Go line by line through the entries and show those that hold the string "fetching".

+===+

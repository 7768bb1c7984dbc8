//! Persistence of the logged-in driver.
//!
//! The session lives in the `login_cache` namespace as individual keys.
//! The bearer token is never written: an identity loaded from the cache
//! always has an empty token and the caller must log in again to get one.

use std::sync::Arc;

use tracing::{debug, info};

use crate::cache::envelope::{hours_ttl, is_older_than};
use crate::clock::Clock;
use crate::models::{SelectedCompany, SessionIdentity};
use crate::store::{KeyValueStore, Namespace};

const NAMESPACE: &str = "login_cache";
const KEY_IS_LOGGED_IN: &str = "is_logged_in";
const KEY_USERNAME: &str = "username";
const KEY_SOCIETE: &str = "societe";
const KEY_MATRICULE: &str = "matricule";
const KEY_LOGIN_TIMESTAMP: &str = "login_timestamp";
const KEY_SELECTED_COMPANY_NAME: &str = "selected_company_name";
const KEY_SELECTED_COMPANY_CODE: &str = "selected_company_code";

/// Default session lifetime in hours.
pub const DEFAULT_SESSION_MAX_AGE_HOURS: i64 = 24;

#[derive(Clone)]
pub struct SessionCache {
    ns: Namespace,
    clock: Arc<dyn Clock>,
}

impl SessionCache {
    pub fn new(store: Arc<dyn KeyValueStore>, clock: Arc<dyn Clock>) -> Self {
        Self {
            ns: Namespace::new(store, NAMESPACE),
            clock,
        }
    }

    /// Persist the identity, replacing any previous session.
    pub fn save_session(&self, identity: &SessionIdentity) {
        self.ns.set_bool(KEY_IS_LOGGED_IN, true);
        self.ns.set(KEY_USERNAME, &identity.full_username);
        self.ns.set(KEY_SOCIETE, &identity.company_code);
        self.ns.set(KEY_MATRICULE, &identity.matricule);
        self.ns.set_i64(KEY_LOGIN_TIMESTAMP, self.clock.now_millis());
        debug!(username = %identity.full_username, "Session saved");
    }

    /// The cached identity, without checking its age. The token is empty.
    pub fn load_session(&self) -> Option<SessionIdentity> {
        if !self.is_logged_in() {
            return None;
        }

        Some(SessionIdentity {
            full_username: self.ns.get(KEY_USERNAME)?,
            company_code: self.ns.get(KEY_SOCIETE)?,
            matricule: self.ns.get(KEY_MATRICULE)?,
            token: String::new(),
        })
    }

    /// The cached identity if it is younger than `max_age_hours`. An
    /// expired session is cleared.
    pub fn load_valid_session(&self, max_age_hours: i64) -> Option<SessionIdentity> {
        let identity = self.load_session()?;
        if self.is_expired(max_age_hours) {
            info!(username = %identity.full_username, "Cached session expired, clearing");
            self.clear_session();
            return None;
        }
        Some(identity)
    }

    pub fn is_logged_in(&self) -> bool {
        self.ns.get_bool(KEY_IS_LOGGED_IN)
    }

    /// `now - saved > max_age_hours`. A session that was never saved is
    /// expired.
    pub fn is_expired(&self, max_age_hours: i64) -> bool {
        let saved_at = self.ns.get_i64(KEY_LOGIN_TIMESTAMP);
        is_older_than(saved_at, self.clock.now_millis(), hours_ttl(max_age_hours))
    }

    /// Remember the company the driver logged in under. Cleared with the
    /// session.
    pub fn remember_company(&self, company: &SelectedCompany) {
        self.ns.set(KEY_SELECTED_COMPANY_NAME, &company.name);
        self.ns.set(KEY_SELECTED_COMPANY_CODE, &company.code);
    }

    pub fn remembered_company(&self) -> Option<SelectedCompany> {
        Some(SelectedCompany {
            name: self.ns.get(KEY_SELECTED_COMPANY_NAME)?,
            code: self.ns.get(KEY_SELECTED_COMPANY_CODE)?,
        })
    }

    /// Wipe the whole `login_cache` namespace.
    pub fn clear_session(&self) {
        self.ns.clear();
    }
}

+===+

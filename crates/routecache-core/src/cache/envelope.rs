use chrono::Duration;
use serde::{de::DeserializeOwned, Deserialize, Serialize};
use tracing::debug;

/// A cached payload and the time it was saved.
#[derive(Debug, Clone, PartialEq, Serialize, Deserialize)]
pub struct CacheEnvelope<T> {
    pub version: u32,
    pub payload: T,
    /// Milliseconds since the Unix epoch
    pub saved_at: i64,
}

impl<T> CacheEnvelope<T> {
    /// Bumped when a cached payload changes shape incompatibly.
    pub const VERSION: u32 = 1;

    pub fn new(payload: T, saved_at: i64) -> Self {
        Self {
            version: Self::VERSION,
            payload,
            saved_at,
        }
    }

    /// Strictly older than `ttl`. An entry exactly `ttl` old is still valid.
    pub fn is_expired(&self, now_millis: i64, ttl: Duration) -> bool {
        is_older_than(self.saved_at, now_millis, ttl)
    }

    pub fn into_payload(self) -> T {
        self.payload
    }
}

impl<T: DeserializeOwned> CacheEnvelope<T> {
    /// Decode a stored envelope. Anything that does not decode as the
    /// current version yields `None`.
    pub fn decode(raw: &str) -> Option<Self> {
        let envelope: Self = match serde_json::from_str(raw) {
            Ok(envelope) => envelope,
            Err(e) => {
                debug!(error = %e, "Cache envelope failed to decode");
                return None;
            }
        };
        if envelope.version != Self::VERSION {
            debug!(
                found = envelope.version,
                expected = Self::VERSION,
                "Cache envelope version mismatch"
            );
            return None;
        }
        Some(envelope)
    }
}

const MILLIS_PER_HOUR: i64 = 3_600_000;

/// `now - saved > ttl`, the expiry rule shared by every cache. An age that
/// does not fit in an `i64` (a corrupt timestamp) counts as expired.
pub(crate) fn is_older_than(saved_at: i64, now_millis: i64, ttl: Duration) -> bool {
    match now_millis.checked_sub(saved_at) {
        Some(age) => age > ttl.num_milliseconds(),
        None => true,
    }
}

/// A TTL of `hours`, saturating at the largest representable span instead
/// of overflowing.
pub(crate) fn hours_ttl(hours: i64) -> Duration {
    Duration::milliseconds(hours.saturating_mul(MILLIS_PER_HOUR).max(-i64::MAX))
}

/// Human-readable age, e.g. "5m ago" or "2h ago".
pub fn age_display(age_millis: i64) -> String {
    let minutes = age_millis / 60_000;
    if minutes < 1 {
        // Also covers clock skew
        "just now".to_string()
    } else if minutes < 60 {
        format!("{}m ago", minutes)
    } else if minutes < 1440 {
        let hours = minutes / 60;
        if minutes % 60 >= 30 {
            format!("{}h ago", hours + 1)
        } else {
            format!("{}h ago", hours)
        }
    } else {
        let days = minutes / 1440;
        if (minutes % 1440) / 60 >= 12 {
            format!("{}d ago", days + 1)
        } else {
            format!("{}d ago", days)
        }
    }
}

+===+

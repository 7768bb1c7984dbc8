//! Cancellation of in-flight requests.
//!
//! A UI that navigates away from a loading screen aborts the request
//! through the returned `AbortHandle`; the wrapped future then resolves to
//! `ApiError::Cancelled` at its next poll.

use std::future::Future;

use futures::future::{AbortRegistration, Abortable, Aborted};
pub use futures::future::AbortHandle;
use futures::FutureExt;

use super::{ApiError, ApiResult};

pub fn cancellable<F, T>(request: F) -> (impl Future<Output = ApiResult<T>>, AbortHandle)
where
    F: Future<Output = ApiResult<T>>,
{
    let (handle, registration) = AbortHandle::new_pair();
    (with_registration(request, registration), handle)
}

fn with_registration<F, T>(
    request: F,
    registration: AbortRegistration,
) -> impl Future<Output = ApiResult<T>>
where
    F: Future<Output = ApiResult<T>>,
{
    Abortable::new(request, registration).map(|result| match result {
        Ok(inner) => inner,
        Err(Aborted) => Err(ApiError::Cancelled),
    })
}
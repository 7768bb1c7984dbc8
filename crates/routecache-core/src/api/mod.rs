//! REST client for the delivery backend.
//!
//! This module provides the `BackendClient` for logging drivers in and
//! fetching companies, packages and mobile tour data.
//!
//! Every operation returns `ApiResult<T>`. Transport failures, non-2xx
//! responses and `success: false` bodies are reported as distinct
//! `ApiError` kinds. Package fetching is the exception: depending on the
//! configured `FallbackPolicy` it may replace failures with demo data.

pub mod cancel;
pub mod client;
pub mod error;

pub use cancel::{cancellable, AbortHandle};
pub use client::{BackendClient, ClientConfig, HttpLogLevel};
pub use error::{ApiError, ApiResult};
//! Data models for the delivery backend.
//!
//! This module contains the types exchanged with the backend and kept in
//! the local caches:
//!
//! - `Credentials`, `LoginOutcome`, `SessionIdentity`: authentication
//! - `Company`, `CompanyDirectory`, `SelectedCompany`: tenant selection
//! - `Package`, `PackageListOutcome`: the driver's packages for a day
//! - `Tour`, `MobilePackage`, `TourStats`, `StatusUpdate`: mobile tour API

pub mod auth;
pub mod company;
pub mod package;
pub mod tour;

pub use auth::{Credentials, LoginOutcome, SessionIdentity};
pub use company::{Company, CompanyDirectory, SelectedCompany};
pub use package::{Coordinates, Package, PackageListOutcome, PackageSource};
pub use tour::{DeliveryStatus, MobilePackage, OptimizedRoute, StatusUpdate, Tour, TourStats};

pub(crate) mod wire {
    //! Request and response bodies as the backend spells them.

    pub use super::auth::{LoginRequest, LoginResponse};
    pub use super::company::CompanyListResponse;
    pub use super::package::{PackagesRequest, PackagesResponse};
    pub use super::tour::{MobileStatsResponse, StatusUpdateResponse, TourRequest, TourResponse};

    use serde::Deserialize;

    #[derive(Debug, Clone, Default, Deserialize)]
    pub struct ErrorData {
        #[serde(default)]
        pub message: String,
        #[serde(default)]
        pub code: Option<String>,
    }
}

+===+

Exercise answer.
//! fetching companies, packages and mobile tour data.
//! `ApiError` kinds. Package fetching is the exception: depending on the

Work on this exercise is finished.